Art is commodified for it is no longer about the work, it is sold as an idea or a concept in nuances of a market.
What it purports to centrally is its potential for an investment, favorite trends and media exposure. It is the marketing drive that matters more than the quality or content.
Works of art, not what artist do, doing is a menial work delegated to others, Weiwei at the Tate Modern makes a statement not painting a bunch of sunflowers withering away but getting millions of ceramic sunflower seeds meticulously painted by an army of cheap labourers.
These are factory produced, formulaic concepts where like in Damian Hirst out pours, automatons are employed to sticks insects on emulations, spin colours or put dots on canvases enmasse. Marketed Gucci style, flogged by marketing execs, its value systematically massaged through auction houses and flushed by a network of speculative investors. We may laugh these off as a sign of our time and continue to do so for a little more while.

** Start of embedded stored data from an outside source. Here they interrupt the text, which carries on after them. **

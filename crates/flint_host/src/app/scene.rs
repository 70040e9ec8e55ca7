use std::collections::BTreeMap;

use thiserror::Error;
use tracing::debug;

use super::math::{Vec3, Vec4};
use super::node::{GeometryError, Listeners, NodeDesc, Transform};

#[derive(Debug, Clone, Copy, PartialEq, Eq, Hash, PartialOrd, Ord)]
pub struct NodeId(pub u64);

#[derive(Debug, Clone, PartialEq, Eq, Error)]
pub enum SceneError {
    #[error("unknown scene node {0:?}")]
    UnknownNode(NodeId),
    #[error("node {child:?} already belongs to parent {parent:?}")]
    AlreadyParented { child: NodeId, parent: NodeId },
    #[error("adding {child:?} under {parent:?} would create a cycle")]
    Cycle { parent: NodeId, child: NodeId },
    #[error("invalid geometry for node '{name}': {source}")]
    InvalidGeometry {
        name: String,
        #[source]
        source: GeometryError,
    },
}

/// Scene-graph surface the application mutates.
///
/// Membership toggles are idempotent: `Ok(false)` means the call changed
/// nothing (attach of an attached root, detach of an absent node).
pub trait SceneCollaborator {
    fn create_node(&mut self, desc: &NodeDesc) -> Result<NodeId, SceneError>;
    fn destroy_node(&mut self, node: NodeId) -> Result<(), SceneError>;
    fn attach(&mut self, node: NodeId) -> Result<bool, SceneError>;
    fn detach(&mut self, node: NodeId) -> Result<bool, SceneError>;
    fn add_child(&mut self, parent: NodeId, child: NodeId) -> Result<bool, SceneError>;
    fn remove_child(&mut self, parent: NodeId, child: NodeId) -> Result<bool, SceneError>;
    fn set_position(&mut self, node: NodeId, position: Vec3) -> Result<(), SceneError>;
    fn set_text_color(&mut self, node: NodeId, color: Vec4) -> Result<(), SceneError>;
    fn is_attached(&self, node: NodeId) -> bool;
}

#[derive(Debug, Default)]
pub struct NodeIdAllocator {
    next: u64,
}

impl NodeIdAllocator {
    pub fn allocate(&mut self) -> NodeId {
        let id = NodeId(self.next);
        self.next = self.next.saturating_add(1);
        id
    }
}

#[derive(Debug, Clone)]
pub struct SceneNode {
    id: NodeId,
    desc: NodeDesc,
    parent: Option<NodeId>,
    children: Vec<NodeId>,
}

impl SceneNode {
    pub fn id(&self) -> NodeId {
        self.id
    }

    pub fn name(&self) -> Option<&str> {
        self.desc.name.as_deref()
    }

    pub fn desc(&self) -> &NodeDesc {
        &self.desc
    }

    pub fn transform(&self) -> &Transform {
        &self.desc.transform
    }

    pub fn position(&self) -> Vec3 {
        self.desc.transform.position
    }

    pub fn text_color(&self) -> Option<Vec4> {
        self.desc.text.as_ref().map(|text| text.color)
    }

    pub fn listeners(&self) -> Listeners {
        self.desc.listeners
    }

    pub fn parent(&self) -> Option<NodeId> {
        self.parent
    }

    pub fn children(&self) -> &[NodeId] {
        &self.children
    }
}

/// In-memory scene graph. Ids are never reused, so a destroyed node's id
/// stays unknown for the rest of the graph's life.
#[derive(Debug, Default)]
pub struct SceneGraph {
    allocator: NodeIdAllocator,
    nodes: BTreeMap<NodeId, SceneNode>,
    roots: Vec<NodeId>,
}

impl SceneGraph {
    pub fn node(&self, id: NodeId) -> Option<&SceneNode> {
        self.nodes.get(&id)
    }

    pub fn node_count(&self) -> usize {
        self.nodes.len()
    }

    pub fn roots(&self) -> &[NodeId] {
        &self.roots
    }

    pub fn find_by_name(&self, name: &str) -> Option<NodeId> {
        self.nodes
            .values()
            .find(|node| node.name() == Some(name))
            .map(SceneNode::id)
    }

    pub fn listeners(&self, id: NodeId) -> Listeners {
        self.node(id).map(SceneNode::listeners).unwrap_or_default()
    }

    /// Attached nodes registered for frame ticks, depth-first in attach order.
    pub fn frame_listeners(&self) -> Vec<NodeId> {
        let mut out = Vec::new();
        let mut stack: Vec<NodeId> = self.roots.iter().rev().copied().collect();
        while let Some(id) = stack.pop() {
            let Some(node) = self.node(id) else {
                continue;
            };
            if node.desc.listeners.frame {
                out.push(id);
            }
            stack.extend(node.children.iter().rev().copied());
        }
        out
    }

    fn node_mut(&mut self, id: NodeId) -> Result<&mut SceneNode, SceneError> {
        self.nodes.get_mut(&id).ok_or(SceneError::UnknownNode(id))
    }

    fn ensure_exists(&self, id: NodeId) -> Result<&SceneNode, SceneError> {
        self.node(id).ok_or(SceneError::UnknownNode(id))
    }

    fn validate_tree(desc: &NodeDesc) -> Result<(), SceneError> {
        if let Some(geometry) = &desc.geometry {
            geometry
                .validate()
                .map_err(|source| SceneError::InvalidGeometry {
                    name: desc.name.clone().unwrap_or_else(|| "<unnamed>".to_string()),
                    source,
                })?;
        }
        desc.children.iter().try_for_each(Self::validate_tree)
    }

    fn instantiate(&mut self, desc: &NodeDesc, parent: Option<NodeId>) -> NodeId {
        let id = self.allocator.allocate();
        let mut own = desc.clone();
        own.children.clear();
        let children = desc
            .children
            .iter()
            .map(|child_desc| self.instantiate(child_desc, Some(id)))
            .collect();
        self.nodes.insert(
            id,
            SceneNode {
                id,
                desc: own,
                parent,
                children,
            },
        );
        id
    }

    fn is_ancestor(&self, ancestor: NodeId, mut node: NodeId) -> bool {
        // Parent links never form cycles, but bound the walk anyway.
        for _ in 0..=self.nodes.len() {
            if node == ancestor {
                return true;
            }
            match self.node(node).and_then(SceneNode::parent) {
                Some(parent) => node = parent,
                None => return false,
            }
        }
        false
    }

    fn unlink_from_parent(&mut self, child: NodeId) {
        let Some(parent) = self.node(child).and_then(SceneNode::parent) else {
            return;
        };
        if let Some(parent_node) = self.nodes.get_mut(&parent) {
            parent_node.children.retain(|id| *id != child);
        }
        if let Some(child_node) = self.nodes.get_mut(&child) {
            child_node.parent = None;
        }
    }
}
use flint_host::{App, HostEvent, SceneCollaborator, SceneError, Vec4};
use tracing::{debug, trace, warn};

use super::dispatcher::GameController;
use super::types::{Action, Screen};
use crate::app::config::GameplayConfig;

/// Host-facing side of the game: maps host events on known nodes to actions
/// and keeps menu highlighting out of the action set.
#[derive(Debug)]
pub(crate) struct SpawnerApp {
    config: GameplayConfig,
    controller: Option<GameController>,
    menu_color: Vec4,
}

impl SpawnerApp {
    pub(crate) fn new(config: GameplayConfig) -> Self {
        let menu_color = config.menu.text_color;
        Self {
            config,
            controller: None,
            menu_color,
        }
    }

    pub(crate) fn controller(&self) -> Option<&GameController> {
        self.controller.as_ref()
    }

    /// Translates a host event into an action, if it maps to one.
    pub(crate) fn translate(&self, event: &HostEvent) -> Option<Action> {
        let controller = self.controller.as_ref()?;
        match *event {
            HostEvent::Frame(frame) if frame.node == controller.game_node() => Some(Action::Frame {
                timestamp: frame.now,
            }),
            HostEvent::GestureTouchUp { node } if node == controller.menu_node() => {
                Some(Action::StartGame)
            }
            HostEvent::Back if controller.state().screen == Screen::Game => {
                Some(Action::CancelGame)
            }
            _ => None,
        }
    }

    fn set_menu_highlight(&mut self, highlighted: bool, scene: &mut dyn SceneCollaborator) {
        let Some(controller) = self.controller.as_ref() else {
            return;
        };
        self.menu_color.x = if highlighted {
            self.config.menu.highlight_red
        } else {
            self.config.menu.text_color.x
        };
        if let Err(error) = scene.set_text_color(controller.menu_node(), self.menu_color) {
            warn!(error = %error, "menu_highlight_rejected");
        }
    }
}

impl App for SpawnerApp {
    fn load(&mut self, scene: &mut dyn SceneCollaborator) -> Result<(), SceneError> {
        self.controller = Some(GameController::new(self.config.clone(), scene)?);
        Ok(())
    }

    fn handle_event(&mut self, event: &HostEvent, scene: &mut dyn SceneCollaborator) {
        if let Some(action) = self.translate(event) {
            if let Some(controller) = self.controller.as_mut() {
                controller.dispatch(action, scene);
            }
            return;
        }

        let menu_node = self.controller.as_ref().map(GameController::menu_node);
        match *event {
            HostEvent::GazeHoverOver { node } if Some(node) == menu_node => {
                self.set_menu_highlight(true, scene)
            }
            HostEvent::GazeHoverOut { node } if Some(node) == menu_node => {
                self.set_menu_highlight(false, scene)
            }
            HostEvent::Back => debug!("back_ignored_on_menu"),
            _ => trace!(event = event.label(), target = ?event.target(), "event_unhandled"),
        }
    }

    fn debug_status(&self) -> Option<String> {
        let state = self.controller.as_ref()?.state();
        Some(format!(
            "screen={:?} session={} spawned={} enemies={} elapsed={:.1}s",
            state.screen,
            state.session,
            state.spawned_count,
            state.entities.len(),
            state.elapsed_seconds
        ))
    }
}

Duchamp the erstwhile father of conceptualism last piece, which he worked on in secret for twenty years, at the same time as he was going around telling everyone of the futility to continue making arts, more worthwhile to play chess he insisted. Duchamps swan song melancholically returns to its roots origin. Étant donnés centre piece reveals a “body electric” figure laying in a romantic landscape holding an illuminating light.